With this post, I'm going to start taking a look at predicting game outcomes based upon team-level statistical measures other than won-loss or MOV, i.e., measures like "team scoring average," "average number of offensive rebounds per game," etc.

There are a number of ways to slice & dice these statistics, but the most straightforward approach is to use season-to-date averages.  So, when I'm trying to predict the Illinois-Purdue game on 2/15, I'll be looking at the statistics for those two teams averaged over all the games for that season before 2/15.  And I also want to include average statistics for a team's opponents.  So I want to know both Purdue's scoring average for all of its previous games, and also the scoring average of its opponents in those games.  For every game, I'll typically have four values for a statistic: the home team's average, the home team's opponents' average, the away team's average, and the away team's opponents' average.

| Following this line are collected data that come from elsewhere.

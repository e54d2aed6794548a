use serde::Deserialize;
use std::time::Duration;
use thiserror::Error;

/// Errors raised when the loaded configuration is unusable
#[derive(Error, Debug)]
pub enum ConfigError {
    #[error("Missing required configuration: {0}")]
    MissingRequired(String),

    #[error("Invalid configuration value for {key}: {message}")]
    InvalidValue { key: String, message: String },
}

/// Main configuration for the catalog service
#[derive(Debug, Clone, Deserialize)]
pub struct Config {
    /// Service configuration
    #[serde(default)]
    pub service: ServiceConfig,
    /// Database configuration
    pub database: DatabaseConfig,
    /// Media gateway configuration
    pub media: MediaConfig,
    /// Song listing configuration
    #[serde(default)]
    pub listing: ListingConfig,
    /// API configuration
    #[serde(default)]
    pub api: ApiConfig,
}

/// Service-level configuration
#[derive(Debug, Clone, Deserialize)]
pub struct ServiceConfig {
    /// Service name for logging/metrics
    #[serde(default = "default_service_name")]
    pub name: String,
    /// Log level (trace, debug, info, warn, error)
    #[serde(default = "default_log_level")]
    pub log_level: String,
    /// Metrics port
    #[serde(default = "default_metrics_port")]
    pub metrics_port: u16,
}

/// Database configuration
#[derive(Debug, Clone, Deserialize)]
pub struct DatabaseConfig {
    /// PostgreSQL connection URL
    pub url: String,
    /// Maximum number of connections in the pool
    #[serde(default = "default_max_connections")]
    pub max_connections: u32,
    /// Minimum number of connections in the pool
    #[serde(default = "default_min_connections")]
    pub min_connections: u32,
    /// Connection timeout in seconds
    #[serde(default = "default_connect_timeout_secs")]
    pub connect_timeout_secs: u64,
    /// Idle connection timeout in seconds
    #[serde(default = "default_idle_timeout_secs")]
    pub idle_timeout_secs: u64,
    /// Run migrations on startup
    #[serde(default = "default_true")]
    pub run_migrations: bool,
}

/// S3-compatible pinning gateway configuration
#[derive(Debug, Clone, Deserialize)]
pub struct MediaConfig {
    /// Bucket holding audio and image objects
    pub bucket: String,
    /// Region reported to the gateway
    #[serde(default = "default_region")]
    pub region: String,
    /// Gateway endpoint URL (pinning service, MinIO, LocalStack)
    pub endpoint_url: Option<String>,
    /// Force path-style access
    #[serde(default)]
    pub force_path_style: bool,
    /// Key prefix under which media objects live
    #[serde(default = "default_key_prefix")]
    pub key_prefix: String,
    /// Validity of image access links in seconds
    #[serde(default = "default_image_link_ttl_secs")]
    pub image_link_ttl_secs: u64,
    /// Validity of audio access links in seconds
    #[serde(default = "default_audio_link_ttl_secs")]
    pub audio_link_ttl_secs: u64,
    /// Check that the object exists before signing a link
    #[serde(default = "default_true")]
    pub verify_exists: bool,
    /// Per-link resolution timeout in milliseconds
    #[serde(default = "default_resolve_timeout_ms")]
    pub resolve_timeout_ms: u64,
    /// Largest accepted upload in bytes
    #[serde(default = "default_max_upload_bytes")]
    pub max_upload_bytes: usize,
    /// Multipart upload threshold in bytes (5MB default)
    #[serde(default = "default_multipart_threshold")]
    pub multipart_threshold_bytes: usize,
    /// Part size for multipart uploads in bytes (5MB default)
    #[serde(default = "default_part_size")]
    pub part_size_bytes: usize,
}

/// Song listing and listing cache configuration
#[derive(Debug, Clone, Deserialize)]
pub struct ListingConfig {
    /// Largest page a client may request
    #[serde(default = "default_max_take")]
    pub max_take: i64,
    /// Upper bound on how long a page stays cached
    #[serde(default = "default_max_cache_ttl_secs")]
    pub max_cache_ttl_secs: u64,
    /// Cache lifetime of pages that contain unavailable media
    #[serde(default = "default_failure_cache_ttl_secs")]
    pub failure_cache_ttl_secs: u64,
    /// Maximum cached pages (0 = unbounded)
    #[serde(default = "default_cache_max_entries")]
    pub cache_max_entries: usize,
    /// Record store query timeout in milliseconds
    #[serde(default = "default_store_timeout_ms")]
    pub store_timeout_ms: u64,
    /// Concurrent media link resolutions per page
    #[serde(default = "default_resolve_concurrency")]
    pub resolve_concurrency: usize,
}

/// HTTP API configuration
#[derive(Debug, Clone, Deserialize)]
pub struct ApiConfig {
    /// API listen address
    #[serde(default = "default_api_host")]
    pub host: String,
    /// API listen port
    #[serde(default = "default_api_port")]
    pub port: u16,
    /// Enable CORS
    #[serde(default = "default_true")]
    pub cors_enabled: bool,
    /// Allowed CORS origins
    #[serde(default)]
    pub cors_origins: Vec<String>,
}

// Default value functions
fn default_service_name() -> String {
    "catalog-service".to_string()
}

fn default_log_level() -> String {
    "info".to_string()
}

fn default_metrics_port() -> u16 {
    9090
}

fn default_max_connections() -> u32 {
    10
}

fn default_min_connections() -> u32 {
    2
}

fn default_connect_timeout_secs() -> u64 {
    30
}

fn default_idle_timeout_secs() -> u64 {
    600
}

fn default_true() -> bool {
    true
}

fn default_region() -> String {
    "us-east-1".to_string()
}

fn default_key_prefix() -> String {
    "media".to_string()
}

fn default_image_link_ttl_secs() -> u64 {
    3600
}

fn default_audio_link_ttl_secs() -> u64 {
    900
}

fn default_resolve_timeout_ms() -> u64 {
    3000
}

fn default_max_upload_bytes() -> usize {
    50 * 1024 * 1024 // 50MB
}

fn default_multipart_threshold() -> usize {
    5 * 1024 * 1024 // 5MB
}

fn default_part_size() -> usize {
    5 * 1024 * 1024 // 5MB
}

fn default_max_take() -> i64 {
    100
}

fn default_max_cache_ttl_secs() -> u64 {
    300
}

fn default_failure_cache_ttl_secs() -> u64 {
    15
}

fn default_cache_max_entries() -> usize {
    1024
}

fn default_store_timeout_ms() -> u64 {
    5000
}

fn default_resolve_concurrency() -> usize {
    8
}

fn default_api_host() -> String {
    "0.0.0.0".to_string()
}

fn default_api_port() -> u16 {
    8080
}

impl Config {
    /// Load configuration from environment and config files
    pub fn load() -> anyhow::Result<Self> {
        let config = config::Config::builder()
            .set_default("service.name", "catalog-service")?
            .set_default("service.log_level", "info")?
            .set_default("service.metrics_port", 9090)?
            .add_source(config::File::with_name("config/catalog").required(false))
            .add_source(config::File::with_name("/etc/encore/catalog").required(false))
            // CATALOG__DATABASE__URL -> database.url
            .add_source(
                config::Environment::with_prefix("CATALOG")
                    .separator("__")
                    .try_parsing(true),
            )
            .build()?;

        let config: Config = config.try_deserialize()?;
        config.validate()?;
        Ok(config)
    }

    /// Reject configurations the service cannot run with
    pub fn validate(&self) -> Result<(), ConfigError> {
        if self.database.url.is_empty() {
            return Err(ConfigError::MissingRequired("database.url".to_string()));
        }

        if self.media.bucket.is_empty() {
            return Err(ConfigError::MissingRequired("media.bucket".to_string()));
        }

        if self.media.image_link_ttl_secs == 0 || self.media.audio_link_ttl_secs == 0 {
            return Err(ConfigError::InvalidValue {
                key: "media.*_link_ttl_secs".to_string(),
                message: "link validity must be positive".to_string(),
            });
        }

        if self.listing.max_take <= 0 {
            return Err(ConfigError::InvalidValue {
                key: "listing.max_take".to_string(),
                message: format!("must be positive, got {}", self.listing.max_take),
            });
        }

        if self.listing.resolve_concurrency == 0 {
            return Err(ConfigError::InvalidValue {
                key: "listing.resolve_concurrency".to_string(),
                message: "must be at least 1".to_string(),
            });
        }

        Ok(())
    }
}

impl DatabaseConfig {
    pub fn connect_timeout(&self) -> Duration {
        Duration::from_secs(self.connect_timeout_secs)
    }

    pub fn idle_timeout(&self) -> Duration {
        Duration::from_secs(self.idle_timeout_secs)
    }
}

impl MediaConfig {
    pub fn image_link_ttl(&self) -> Duration {
        Duration::from_secs(self.image_link_ttl_secs)
    }

    pub fn audio_link_ttl(&self) -> Duration {
        Duration::from_secs(self.audio_link_ttl_secs)
    }

    pub fn resolve_timeout(&self) -> Duration {
        Duration::from_millis(self.resolve_timeout_ms)
    }
}

impl ListingConfig {
    pub fn max_cache_ttl(&self) -> Duration {
        Duration::from_secs(self.max_cache_ttl_secs)
    }

    pub fn failure_cache_ttl(&self) -> Duration {
        Duration::from_secs(self.failure_cache_ttl_secs)
    }

    pub fn store_timeout(&self) -> Duration {
        Duration::from_millis(self.store_timeout_ms)
    }
}

impl Default for ServiceConfig {
    fn default() -> Self {
        Self {
            name: default_service_name(),
            log_level: default_log_level(),
            metrics_port: default_metrics_port(),
        }
    }
}

impl Default for ListingConfig {
    fn default() -> Self {
        Self {
            max_take: default_max_take(),
            max_cache_ttl_secs: default_max_cache_ttl_secs(),
            failure_cache_ttl_secs: default_failure_cache_ttl_secs(),
            cache_max_entries: default_cache_max_entries(),
            store_timeout_ms: default_store_timeout_ms(),
            resolve_concurrency: default_resolve_concurrency(),
        }
    }
}

impl Default for ApiConfig {
    fn default() -> Self {
        Self {
            host: default_api_host(),
            port: default_api_port(),
            cors_enabled: true,
            cors_origins: Vec::new(),
        }
    }
}

#[cfg(test)]
mod tests {
    use super::*;

    fn parse(toml: &str) -> Config {
        config::Config::builder()
            .add_source(config::File::from_str(toml, config::FileFormat::Toml))
            .build()
            .unwrap()
            .try_deserialize()
            .unwrap()
    }

    const MINIMAL: &str = r#"
        [database]
        url = "postgres://localhost/encore"

        [media]
        bucket = "encore-media"
    "#;

    #[test]
    fn test_default_values() {
        assert_eq!(default_image_link_ttl_secs(), 3600);
        assert!(default_audio_link_ttl_secs() < default_image_link_ttl_secs());
        assert_eq!(default_max_take(), 100);
    }

    #[test]
    fn test_minimal_config_fills_defaults() {
        let config = parse(MINIMAL);

        assert_eq!(config.service.name, "catalog-service");
        assert_eq!(config.api.port, 8080);
        assert_eq!(config.listing.resolve_concurrency, 8);
        assert_eq!(config.media.key_prefix, "media");
        assert!(config.media.verify_exists);
        assert!(config.validate().is_ok());
    }

    #[test]
    fn test_validate_rejects_bad_values() {
        let mut config = parse(MINIMAL);
        config.listing.max_take = 0;
        assert!(matches!(
            config.validate(),
            Err(ConfigError::InvalidValue { .. })
        ));

        let mut config = parse(MINIMAL);
        config.media.bucket.clear();
        assert!(matches!(
            config.validate(),
            Err(ConfigError::MissingRequired(_))
        ));

        let mut config = parse(MINIMAL);
        config.media.audio_link_ttl_secs = 0;
        assert!(config.validate().is_err());
    }

    #[test]
    fn test_duration_helpers() {
        let config = parse(MINIMAL);
        assert_eq!(config.media.image_link_ttl(), Duration::from_secs(3600));
        assert_eq!(config.listing.store_timeout(), Duration::from_millis(5000));
        assert_eq!(config.database.connect_timeout(), Duration::from_secs(30));
    }
}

To begin with, let's look at how well we can predict games using the most obvious statistic: the scoring average.  Using just the (four) scoring average statistics, and the usual methodology, here's our performance:

Predictor    % Correct    MOV Error
Govan + Averaging73.5%10.80
Scoring averages72.1%11.18

That's pretty encouraging.   Just using the scoring averages delivers performance comparable with some of our better W-L and MOV-based predictors.  The bad news is that this is still highly correlated with our best other predictors (around 96%), meaning that it probably can't be used in an ensemble to improve our overall predictive performance.

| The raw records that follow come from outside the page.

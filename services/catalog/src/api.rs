use crate::config::ApiConfig;
use crate::error::{CatalogError, CatalogResult};
use crate::media_gateway::{MediaKind, MediaStore};
use crate::record_store::{CommentThread, Genre, NewComment, NewReply, RecordStore, UserRole};
use crate::song_listing::{MediaAccess, SongEntry, SongListing};
use anyhow::{Context, Result};
use axum::{
    body::Bytes,
    extract::{
        rejection::{BytesRejection, JsonRejection, PathRejection, QueryRejection},
        DefaultBodyLimit, Path, Query, State,
    },
    http::{header, HeaderMap, StatusCode},
    response::IntoResponse,
    routing::{delete, get, post},
    Json, Router,
};
use chrono::{DateTime, Utc};
use serde::{Deserialize, Serialize};
use std::future::Future;
use std::sync::Arc;
use tower_http::cors::{Any, CorsLayer};
use tower_http::trace::TraceLayer;
use tracing::{info, instrument};
use uuid::Uuid;

/// Application state shared across handlers
#[derive(Clone)]
pub struct AppState {
    pub listing: Arc<SongListing>,
    pub store: Arc<dyn RecordStore>,
    pub media: Arc<dyn MediaStore>,
    pub max_upload_bytes: usize,
}

/// Query parameters for the song list
#[derive(Debug, Deserialize)]
pub struct ListSongsQuery {
    pub skip: Option<String>,
    pub take: Option<String>,
}

#[derive(Debug, Serialize)]
#[serde(rename_all = "camelCase")]
pub struct ListSongsResponse {
    pub songs: Vec<SongResponse>,
    pub has_more: bool,
}

/// Song with its media links in API responses
#[derive(Debug, Serialize)]
#[serde(rename_all = "camelCase")]
pub struct SongResponse {
    pub id: Uuid,
    pub title: String,
    pub artist: String,
    pub artist_id: Uuid,
    pub genre_id: Option<Uuid>,
    pub created_at: DateTime<Utc>,
    pub audio_url: Option<String>,
    pub audio_expires_at: Option<DateTime<Utc>>,
    pub audio_available: bool,
    pub image_url: Option<String>,
    pub image_expires_at: Option<DateTime<Utc>>,
    pub image_available: bool,
}

fn split_access(access: MediaAccess) -> (Option<String>, Option<DateTime<Utc>>, bool) {
    match access {
        Ok(link) => (Some(link.url), Some(link.expires_at), true),
        Err(_) => (None, None, false),
    }
}

impl From<SongEntry> for SongResponse {
    fn from(entry: SongEntry) -> Self {
        let (audio_url, audio_expires_at, audio_available) = split_access(entry.audio);
        let (image_url, image_expires_at, image_available) = split_access(entry.image);
        let record = entry.record;

        Self {
            id: record.id,
            title: record.title,
            artist: record.artist_name,
            artist_id: record.artist_id,
            genre_id: record.genre_id,
            created_at: record.created_at,
            audio_url,
            audio_expires_at,
            audio_available,
            image_url,
            image_expires_at,
            image_available,
        }
    }
}

#[derive(Debug, Deserialize)]
#[serde(rename_all = "camelCase")]
pub struct CreateCommentRequest {
    pub song_id: Option<String>,
    pub user_id: Option<String>,
    pub content: Option<String>,
}

#[derive(Debug, Deserialize)]
#[serde(rename_all = "camelCase")]
pub struct CreateReplyRequest {
    pub comment_id: Option<String>,
    pub user_id: Option<String>,
    pub content: Option<String>,
}

#[derive(Debug, Serialize)]
#[serde(rename_all = "camelCase")]
pub struct CommentResponse {
    pub id: Uuid,
    pub song_id: Uuid,
    pub user_id: Uuid,
    pub content: String,
    pub created_at: DateTime<Utc>,
}

#[derive(Debug, Serialize)]
#[serde(rename_all = "camelCase")]
pub struct ReplyResponse {
    pub id: Uuid,
    pub comment_id: Uuid,
    pub user_id: Uuid,
    pub content: String,
    pub created_at: DateTime<Utc>,
}

#[derive(Debug, Serialize)]
#[serde(rename_all = "camelCase")]
pub struct CommentThreadResponse {
    #[serde(flatten)]
    pub comment: CommentResponse,
    pub replies: Vec<ReplyResponse>,
}

impl From<CommentThread> for CommentThreadResponse {
    fn from(thread: CommentThread) -> Self {
        let c = thread.comment;
        Self {
            comment: CommentResponse {
                id: c.id,
                song_id: c.song_id,
                user_id: c.user_id,
                content: c.content,
                created_at: c.created_at,
            },
            replies: thread
                .replies
                .into_iter()
                .map(|r| ReplyResponse {
                    id: r.id,
                    comment_id: r.comment_id,
                    user_id: r.user_id,
                    content: r.content,
                    created_at: r.created_at,
                })
                .collect(),
        }
    }
}

#[derive(Debug, Serialize)]
pub struct CommentsResponse {
    pub comments: Vec<CommentThreadResponse>,
}

#[derive(Debug, Serialize)]
pub struct GenresResponse {
    pub genres: Vec<Genre>,
}

#[derive(Debug, Serialize)]
#[serde(rename_all = "camelCase")]
pub struct UploadResponse {
    pub content_id: String,
    pub kind: MediaKind,
}

#[derive(Debug, Serialize)]
#[serde(rename_all = "camelCase")]
pub struct UserResponse {
    pub id: Uuid,
    pub external_id: String,
    pub name: String,
    pub email: Option<String>,
    pub image_url: Option<String>,
    pub role: UserRole,
    pub created_at: DateTime<Utc>,
}

#[derive(Debug, Deserialize)]
pub struct RoleQuery {
    pub role: Option<String>,
}

#[derive(Debug, Serialize)]
#[serde(rename_all = "camelCase")]
pub struct RoleResponse {
    pub role: UserRole,
    /// Present when a role was asked about
    #[serde(skip_serializing_if = "Option::is_none")]
    pub has_role: Option<bool>,
}

/// Create the API router
pub fn create_router(state: AppState, config: &ApiConfig) -> Router {
    let cors = if config.cors_enabled {
        if config.cors_origins.is_empty() {
            CorsLayer::new()
                .allow_origin(Any)
                .allow_methods(Any)
                .allow_headers(Any)
        } else {
            let origins: Vec<_> = config
                .cors_origins
                .iter()
                .filter_map(|o| o.parse().ok())
                .collect();
            CorsLayer::new()
                .allow_origin(origins)
                .allow_methods(Any)
                .allow_headers(Any)
        }
    } else {
        CorsLayer::new()
    };

    let upload_limit = DefaultBodyLimit::max(state.max_upload_bytes);

    Router::new()
        .route("/health", get(health_check))
        .route("/ready", get(readiness_check))
        .route("/songs", get(list_songs))
        .route("/songs/:song_id/comments", get(list_comments))
        .route("/comments", post(create_comment))
        .route("/replies", post(create_reply))
        .route("/media", post(upload_media).layer(upload_limit))
        .route("/media/:content_id", delete(delete_media))
        .route("/genres", get(list_genres))
        .route("/users/:external_id", get(get_user))
        .route("/users/:external_id/role", get(check_role))
        .layer(TraceLayer::new_for_http())
        .layer(cors)
        .with_state(state)
}

/// Health check endpoint
async fn health_check() -> impl IntoResponse {
    Json(serde_json::json!({
        "status": "healthy",
        "service": "catalog-service"
    }))
}

/// Readiness check endpoint
async fn readiness_check(State(state): State<AppState>) -> impl IntoResponse {
    match state.store.ping().await {
        Ok(()) => (
            StatusCode::OK,
            Json(serde_json::json!({
                "status": "ready",
                "database": "connected"
            })),
        ),
        Err(e) => (
            StatusCode::SERVICE_UNAVAILABLE,
            Json(serde_json::json!({
                "status": "not_ready",
                "database": "disconnected",
                "error": e.to_string()
            })),
        ),
    }
}

/// Load the next page of songs
#[instrument(skip(state))]
async fn list_songs(
    State(state): State<AppState>,
    params: Result<Query<ListSongsQuery>, QueryRejection>,
) -> CatalogResult<Json<ListSongsResponse>> {
    let Query(params) = params?;
    let skip = parse_int("skip", params.skip.as_deref())?;
    let take = parse_int("take", params.take.as_deref())?;

    let page = state
        .listing
        .list_songs(skip, take)
        .await?
        .map(SongResponse::from);

    Ok(Json(ListSongsResponse {
        songs: page.data,
        has_more: page.has_more,
    }))
}

/// Comment threads of one song
#[instrument(skip(state))]
async fn list_comments(
    State(state): State<AppState>,
    song_id: Result<Path<String>, PathRejection>,
) -> CatalogResult<Json<CommentsResponse>> {
    let Path(song_id) = song_id?;
    let song_id = parse_uuid("songId", &song_id)?;
    let threads = state.store.list_comment_threads(song_id).await?;

    Ok(Json(CommentsResponse {
        comments: threads.into_iter().map(Into::into).collect(),
    }))
}

#[instrument(skip(state, payload))]
async fn create_comment(
    State(state): State<AppState>,
    payload: Result<Json<CreateCommentRequest>, JsonRejection>,
) -> CatalogResult<(StatusCode, Json<CommentResponse>)> {
    let Json(request) = payload?;

    let comment = NewComment {
        song_id: parse_uuid("songId", required("songId", request.song_id)?.as_str())?,
        author_external_id: required("userId", request.user_id)?,
        content: required("content", request.content)?,
    };

    let created = state.store.create_comment(comment).await?;

    Ok((
        StatusCode::CREATED,
        Json(CommentResponse {
            id: created.id,
            song_id: created.song_id,
            user_id: created.user_id,
            content: created.content,
            created_at: created.created_at,
        }),
    ))
}

#[instrument(skip(state, payload))]
async fn create_reply(
    State(state): State<AppState>,
    payload: Result<Json<CreateReplyRequest>, JsonRejection>,
) -> CatalogResult<(StatusCode, Json<ReplyResponse>)> {
    let Json(request) = payload?;

    let reply = NewReply {
        comment_id: parse_uuid("commentId", required("commentId", request.comment_id)?.as_str())?,
        author_external_id: required("userId", request.user_id)?,
        content: required("content", request.content)?,
    };

    let created = state.store.create_reply(reply).await?;

    Ok((
        StatusCode::CREATED,
        Json(ReplyResponse {
            id: created.id,
            comment_id: created.comment_id,
            user_id: created.user_id,
            content: created.content,
            created_at: created.created_at,
        }),
    ))
}

/// Store the raw request body as a media object
#[instrument(skip(state, headers, body))]
async fn upload_media(
    State(state): State<AppState>,
    headers: HeaderMap,
    body: Result<Bytes, BytesRejection>,
) -> CatalogResult<(StatusCode, Json<UploadResponse>)> {
    let content_type = headers
        .get(header::CONTENT_TYPE)
        .and_then(|v| v.to_str().ok())
        .filter(|v| !v.trim().is_empty())
        .ok_or_else(|| CatalogError::InvalidArgument("Missing Content-Type header".to_string()))?
        .to_string();

    let body = body.map_err(|e| {
        CatalogError::InvalidArgument(format!(
            "Unreadable upload (limit {} bytes): {}",
            state.max_upload_bytes,
            e.body_text()
        ))
    })?;

    if body.is_empty() {
        return Err(CatalogError::InvalidArgument("Empty upload".to_string()));
    }

    let (content_id, kind) = state.media.upload(body, &content_type).await?;

    Ok((StatusCode::CREATED, Json(UploadResponse { content_id, kind })))
}

#[instrument(skip(state))]
async fn delete_media(
    State(state): State<AppState>,
    content_id: Result<Path<String>, PathRejection>,
) -> CatalogResult<StatusCode> {
    let Path(content_id) = content_id?;
    state.media.delete(&content_id).await?;
    Ok(StatusCode::NO_CONTENT)
}

async fn list_genres(State(state): State<AppState>) -> CatalogResult<Json<GenresResponse>> {
    let genres = state.store.list_genres().await?;
    Ok(Json(GenresResponse { genres }))
}

#[instrument(skip(state))]
async fn get_user(
    State(state): State<AppState>,
    external_id: Result<Path<String>, PathRejection>,
) -> CatalogResult<Json<UserResponse>> {
    let Path(external_id) = external_id?;
    let user = state
        .store
        .find_user(&external_id)
        .await?
        .ok_or_else(|| CatalogError::NotFound(format!("User {external_id}")))?;

    Ok(Json(UserResponse {
        id: user.id,
        external_id: user.external_id,
        name: user.name,
        email: user.email,
        image_url: user.image_url,
        role: user.role,
        created_at: user.created_at,
    }))
}

/// Report a user's role, and optionally whether it meets a required role
#[instrument(skip(state))]
async fn check_role(
    State(state): State<AppState>,
    external_id: Result<Path<String>, PathRejection>,
    params: Result<Query<RoleQuery>, QueryRejection>,
) -> CatalogResult<Json<RoleResponse>> {
    let Path(external_id) = external_id?;
    let Query(params) = params?;
    let required: Option<UserRole> = params.role.as_deref().map(|r| r.parse()).transpose()?;

    let user = state
        .store
        .find_user(&external_id)
        .await?
        .ok_or_else(|| CatalogError::NotFound(format!("User {external_id}")))?;

    Ok(Json(RoleResponse {
        role: user.role,
        has_role: required.map(|r| user.role.satisfies(r)),
    }))
}

/// A present, non-blank field, returned as written
fn required(field: &str, value: Option<String>) -> CatalogResult<String> {
    value
        .filter(|v| !v.trim().is_empty())
        .ok_or_else(|| CatalogError::InvalidArgument(format!("Missing required field: {field}")))
}

fn parse_int(field: &str, value: Option<&str>) -> CatalogResult<i64> {
    let raw = value
        .ok_or_else(|| CatalogError::InvalidArgument(format!("Missing query parameter: {field}")))?;

    raw.trim()
        .parse()
        .map_err(|_| {
            CatalogError::InvalidArgument(format!("{field} must be an integer, got {raw:?}"))
        })
}

fn parse_uuid(field: &str, value: &str) -> CatalogResult<Uuid> {
    Uuid::parse_str(value.trim())
        .map_err(|_| CatalogError::InvalidArgument(format!("{field} is not a valid id")))
}

/// Serve the API until `shutdown` resolves
pub async fn start_api_server<F>(state: AppState, config: &ApiConfig, shutdown: F) -> Result<()>
where
    F: Future<Output = ()> + Send + 'static,
{
    let router = create_router(state, config);
    let addr = format!("{}:{}", config.host, config.port);

    info!(address = %addr, "Starting catalog API server");

    let listener = tokio::net::TcpListener::bind(&addr)
        .await
        .context("Failed to bind to address")?;

    axum::serve(listener, router)
        .with_graceful_shutdown(shutdown)
        .await
        .context("API server error")?;

    Ok(())
}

If we look at adding other statistics we find (as would be expected from the literature) that they offer little improvement.  The best combination I could find (in order of importance) was (1) scoring, (2) 3 pt percentage, and (3) opponent's average offensive rebounding:

Predictor    % Correct    MOV Error
Govan + Averaging73.5%10.80
Scoring averages72.1%11.18
Scoring + 3 pt % + Opponent's off rebounding 72.2%11.09

As you can see, the improvement was not huge.  The inclusion of "average number of offensive rebounds by opponents" is interesting because it is not scoring-related.  That statistic would seem to capture some aspect of a team's defensive performance -- a team that gives up a lot of offensive rebounds to its opponents is probably doing something wrong at the defensive end of the court.  That suggests that we might want to think about a better measure of defensive performance -- for example, we might want to look at offensive rebounding percentage rather than just the raw total.